FIGURE 3.

C58 of TcpP is indispensable for protein dimerization. (A) Full-length TcpP wild type or its cysteine mutant was fused with the T25 and T18 domains of adenylate cyclase (CyaA) from Bordetella pertussis, respectively, and the T25, T18 fusion pairs were introduced into E. coli cyaA mutants (Karimova et al., 1998). Cultures were grown at 30°C for 8 h without shaking and β-galactosidase activity was measured and reported as Miller Units (Miller, 1972). Data are means ± SD (n = 3). (B) V. cholerae ΔtcpP containing P_BAD-controlled plasmids harboring TcpP or its cysteine mutant derivatives fused with N-terminal FLAG tags were grown in LB containing 0.01% arabinose in the presence of taurocholate acid at 37°C for 6 h.

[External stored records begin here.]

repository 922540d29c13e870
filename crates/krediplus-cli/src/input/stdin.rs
use serde::de::DeserializeOwned;
use std::io::{self, Read};

/// Deserialize JSON piped on stdin.
/// Returns None when stdin is a TTY or nothing was piped.
pub fn read_stdin<T: DeserializeOwned>() -> Result<Option<T>, Box<dyn std::error::Error>> {
    if atty::is(atty::Stream::Stdin) {
        return Ok(None);
    }

    let mut buffer = String::new();
    io::stdin().read_to_string(&mut buffer)?;

    let trimmed = buffer.trim();
    if trimmed.is_empty() {
        return Ok(None);
    }

    let value: T = serde_json::from_str(trimmed)
        .map_err(|e| format!("Failed to parse stdin: {}", e))?;
    Ok(Some(value))
}
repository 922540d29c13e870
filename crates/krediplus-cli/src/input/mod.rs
pub mod file;
pub mod stdin;
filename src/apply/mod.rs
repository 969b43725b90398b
// Copyright 2025 Seth Pendergrass. See LICENSE.

//! Batch application of track data to photo and sidecar artifacts.

mod exif;
mod on1;
mod xmp;

use std::{
  fs,
  path::{Path, PathBuf},
};

pub use exif::EmbeddedMetadataAdapter;
pub use on1::JsonSidecarAdapter;
pub use xmp::XmpSidecarAdapter;

use crate::{
  config::{self, ApplyConfig},
  gpx, io,
};

/// Result of applying one artifact.
pub enum ApplyOutcome {
  /// GPS data written into the artifact (or its sidecar rewritten).
  Tagged,
  /// Dry run: reported what would change without touching anything.
  DryRun,
  /// Read-only adapter: current state inspected, nothing modified.
  Inspected,
  /// Nothing to do; the artifact is already in the desired state.
  Unchanged,
}

/// The closed set of format adapters. The variant is chosen once at startup
/// by the subcommand, not per artifact.
pub enum FormatAdapter {
  Embedded(EmbeddedMetadataAdapter),
  Xmp(XmpSidecarAdapter),
  Json(JsonSidecarAdapter),
}

impl FormatAdapter {
  fn apply(&self, artifact: &Path, track: &Path, dry_run: bool) -> Result<ApplyOutcome, String> {
    match self {
      Self::Embedded(adapter) => adapter.apply(artifact, track, dry_run),
      Self::Xmp(adapter) => adapter.apply(artifact, track, dry_run),
      Self::Json(adapter) => adapter.apply(artifact, track, dry_run),
    }
  }
}

/// Collects the artifacts to process. A file path is the sole artifact,
/// bypassing enumeration; a directory is scanned (non-recursively) for files
/// whose extension matches `ext` case-insensitively.
pub fn collect_artifacts(input: &Path, ext: &str) -> Result<Vec<PathBuf>, String> {
  if input.is_file() {
    return Ok(vec![input.to_path_buf()]);
  }

  if !input.is_dir() {
    return Err(format!("{}: Input path was not found.", input.display()));
  }

  let entries = fs::read_dir(input)
    .map_err(|e| format!("{}: Failed to read directory ({e}).", input.display()))?;

  let ext = ext.to_lowercase();
  let mut artifacts = Vec::new();

  for entry in entries {
    let entry =
      entry.map_err(|e| format!("{}: Failed to read directory entry ({e}).", input.display()))?;
    let path = entry.path();

    if !path.is_file() {
      continue;
    }

    if path
      .extension()
      .and_then(std::ffi::OsStr::to_str)
      .is_some_and(|e| e.to_lowercase() == ext)
    {
      artifacts.push(path);
    }
  }

  Ok(artifacts)
}

/// Applies `adapter` to every matching artifact. Each artifact is processed
/// independently: an unresolvable capture date, a missing track file or an
/// adapter failure is logged and never aborts the batch.
pub fn apply_batch(cfg: &ApplyConfig, adapter: &FormatAdapter) -> Result<(), String> {
  let artifacts = collect_artifacts(&cfg.input, &cfg.match_ext)?;

  log::info!(
    "Processing {} artifact(s) under {}.",
    artifacts.len(),
    cfg.input.display()
  );

  for artifact in artifacts {
    let Some(date_time) = io::read_date_time_original(&artifact) else {
      log::warn!(
        "{}: Could not resolve capture date. Skipping.",
        artifact.display()
      );
      continue;
    };

    let track = gpx::path_for(&cfg.track_root, date_time.date(), config::TRACK_EXT);
    if !track.is_file() {
      log::warn!(
        "{}: No track file at {}. Skipping.",
        artifact.display(),
        track.display()
      );
      continue;
    }

    match adapter.apply(&artifact, &track, cfg.dry_run) {
      Ok(ApplyOutcome::Tagged) => log::info!("{}: GPS data written.", artifact.display()),
      Ok(ApplyOutcome::DryRun | ApplyOutcome::Inspected) => {}
      Ok(ApplyOutcome::Unchanged) => log::info!("{}: Already up to date.", artifact.display()),
      Err(e) => log::error!("{e}"),
    }
  }

  Ok(())
}

#[cfg(test)]
mod test_collect_artifacts {
  use super::*;

  #[test]
  fn matches_extension_case_insensitively() {
    let dir = tempfile::tempdir().unwrap();
    fs::write(dir.path().join("a.NEF"), "").unwrap();
    fs::write(dir.path().join("b.nef"), "").unwrap();
    fs::write(dir.path().join("c.jpg"), "").unwrap();

    let mut artifacts = collect_artifacts(dir.path(), "nef").unwrap();
    artifacts.sort();

    assert_eq!(
      artifacts,
      vec![dir.path().join("a.NEF"), dir.path().join("b.nef")]
    );
  }

  #[test]
  fn single_file_bypasses_enumeration() {
    let dir = tempfile::tempdir().unwrap();
    let file = dir.path().join("photo.jpg");
    fs::write(&file, "").unwrap();

    assert_eq!(collect_artifacts(&file, "nef").unwrap(), vec![file]);
  }

  #[test]
  fn does_not_recurse_into_subdirectories() {
    let dir = tempfile::tempdir().unwrap();
    fs::create_dir(dir.path().join("nested")).unwrap();
    fs::write(dir.path().join("nested").join("a.nef"), "").unwrap();

    assert!(collect_artifacts(dir.path(), "nef").unwrap().is_empty());
  }

  #[test]
  fn errors_on_missing_path() {
    let dir = tempfile::tempdir().unwrap();

    assert!(collect_artifacts(&dir.path().join("absent"), "nef").is_err());
  }
}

Cell lysates (0.1 mg) were applied to SDS-PAGE with (+) or without (–) 50 mM of DTT, and subjected to Western blotting using an anti-FLAG antibody. D, dimer; M, monomer. (C) E. coli DH5a strains containing P_BAD-controlled plasmids harboring TcpP or its cysteine mutant derivatives and a P_toxT-lux transcriptional fusion plasmid were grown in LB with 0.01% arabinose in the presence or absence of taurocholate acid at 37°C until OD600 ≈ 0.2. Luminescence was measured and reported as light units/OD₆₀₀. Data are the means ± SD (n = 3). (D) Chimeric TcpP was fused with the T25 and T18 domains and the T25, T18 fusion pairs were introduced into E. coli cyaA mutants (Karimova et al., 1998). Cultures were grown at 30°C for 8 h without shaking and β-galactosidase activity was measured and reported as Miller Units (Miller, 1972). Data are means ± SD (n = 3).